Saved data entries
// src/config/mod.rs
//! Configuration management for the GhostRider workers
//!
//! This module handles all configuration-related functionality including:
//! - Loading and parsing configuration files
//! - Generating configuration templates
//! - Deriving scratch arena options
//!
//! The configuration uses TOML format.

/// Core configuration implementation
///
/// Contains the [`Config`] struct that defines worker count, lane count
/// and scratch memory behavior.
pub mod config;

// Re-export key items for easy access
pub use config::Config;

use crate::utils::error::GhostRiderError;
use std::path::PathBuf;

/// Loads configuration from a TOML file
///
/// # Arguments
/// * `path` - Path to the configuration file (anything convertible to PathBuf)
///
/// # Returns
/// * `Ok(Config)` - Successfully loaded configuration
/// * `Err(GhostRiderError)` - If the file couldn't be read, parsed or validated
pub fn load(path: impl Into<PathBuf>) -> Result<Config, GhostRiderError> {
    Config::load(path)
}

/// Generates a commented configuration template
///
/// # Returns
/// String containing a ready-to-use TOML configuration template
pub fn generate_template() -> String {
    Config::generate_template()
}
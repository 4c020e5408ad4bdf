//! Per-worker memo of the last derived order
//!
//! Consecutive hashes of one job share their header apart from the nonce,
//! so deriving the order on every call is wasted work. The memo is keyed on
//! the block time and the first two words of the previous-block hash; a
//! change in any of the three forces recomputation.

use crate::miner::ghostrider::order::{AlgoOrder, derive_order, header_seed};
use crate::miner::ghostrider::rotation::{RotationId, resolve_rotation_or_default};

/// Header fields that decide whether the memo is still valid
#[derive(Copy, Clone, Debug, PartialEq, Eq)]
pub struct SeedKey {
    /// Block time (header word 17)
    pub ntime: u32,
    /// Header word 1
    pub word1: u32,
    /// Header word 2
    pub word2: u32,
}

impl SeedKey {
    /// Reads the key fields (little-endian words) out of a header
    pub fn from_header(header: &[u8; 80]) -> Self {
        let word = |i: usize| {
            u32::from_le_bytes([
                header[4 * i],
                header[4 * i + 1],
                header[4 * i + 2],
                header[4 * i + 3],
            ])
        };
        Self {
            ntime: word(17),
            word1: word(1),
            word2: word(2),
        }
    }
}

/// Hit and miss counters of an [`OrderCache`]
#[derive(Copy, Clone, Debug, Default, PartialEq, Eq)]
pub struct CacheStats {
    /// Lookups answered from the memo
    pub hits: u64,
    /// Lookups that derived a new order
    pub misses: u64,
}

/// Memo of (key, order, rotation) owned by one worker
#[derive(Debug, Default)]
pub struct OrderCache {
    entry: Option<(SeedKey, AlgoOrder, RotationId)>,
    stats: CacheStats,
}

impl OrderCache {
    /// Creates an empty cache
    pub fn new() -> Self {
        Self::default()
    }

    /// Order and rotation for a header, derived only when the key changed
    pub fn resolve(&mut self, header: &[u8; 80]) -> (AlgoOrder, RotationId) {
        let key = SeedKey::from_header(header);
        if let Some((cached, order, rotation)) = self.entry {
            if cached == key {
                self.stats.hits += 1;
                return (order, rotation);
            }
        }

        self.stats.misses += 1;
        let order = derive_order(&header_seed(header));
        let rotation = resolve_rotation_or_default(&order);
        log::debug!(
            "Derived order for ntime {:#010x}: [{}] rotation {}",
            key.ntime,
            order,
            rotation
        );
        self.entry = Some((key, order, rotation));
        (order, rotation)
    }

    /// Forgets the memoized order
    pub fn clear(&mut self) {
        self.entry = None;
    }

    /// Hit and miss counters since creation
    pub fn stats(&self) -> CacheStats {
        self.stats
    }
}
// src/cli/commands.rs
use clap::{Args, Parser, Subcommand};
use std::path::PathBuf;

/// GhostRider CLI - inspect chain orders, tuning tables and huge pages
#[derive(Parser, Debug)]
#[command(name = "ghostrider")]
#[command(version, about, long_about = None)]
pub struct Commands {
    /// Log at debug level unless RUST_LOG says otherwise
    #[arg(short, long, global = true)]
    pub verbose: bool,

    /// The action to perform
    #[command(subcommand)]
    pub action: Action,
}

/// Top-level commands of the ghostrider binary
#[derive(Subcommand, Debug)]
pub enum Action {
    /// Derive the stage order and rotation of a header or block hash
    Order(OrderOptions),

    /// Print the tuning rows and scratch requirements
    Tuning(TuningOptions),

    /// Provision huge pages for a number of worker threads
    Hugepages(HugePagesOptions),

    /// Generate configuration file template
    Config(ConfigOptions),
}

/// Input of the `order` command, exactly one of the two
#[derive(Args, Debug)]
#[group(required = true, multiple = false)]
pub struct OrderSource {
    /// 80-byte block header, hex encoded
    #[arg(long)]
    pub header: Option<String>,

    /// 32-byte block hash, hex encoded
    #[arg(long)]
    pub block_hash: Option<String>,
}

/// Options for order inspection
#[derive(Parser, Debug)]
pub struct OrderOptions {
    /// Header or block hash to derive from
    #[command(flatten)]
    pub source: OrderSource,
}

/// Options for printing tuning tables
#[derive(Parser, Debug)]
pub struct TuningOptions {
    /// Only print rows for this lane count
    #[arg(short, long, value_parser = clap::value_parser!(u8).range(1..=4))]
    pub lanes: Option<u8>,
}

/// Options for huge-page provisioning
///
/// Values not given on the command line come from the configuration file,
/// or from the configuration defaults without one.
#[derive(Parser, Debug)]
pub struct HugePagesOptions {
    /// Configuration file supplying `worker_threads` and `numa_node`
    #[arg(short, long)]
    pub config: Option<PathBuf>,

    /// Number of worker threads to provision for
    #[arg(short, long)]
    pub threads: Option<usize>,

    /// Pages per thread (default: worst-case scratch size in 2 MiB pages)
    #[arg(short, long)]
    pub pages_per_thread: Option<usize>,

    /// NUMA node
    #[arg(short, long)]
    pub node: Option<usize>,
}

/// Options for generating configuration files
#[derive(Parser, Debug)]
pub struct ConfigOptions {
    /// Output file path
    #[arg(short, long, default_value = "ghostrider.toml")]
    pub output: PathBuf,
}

■ The problem
Scan the records above and show every line in which the word "TuningOptions" occurs.

■ Reply
    Tuning(TuningOptions),
pub struct TuningOptions {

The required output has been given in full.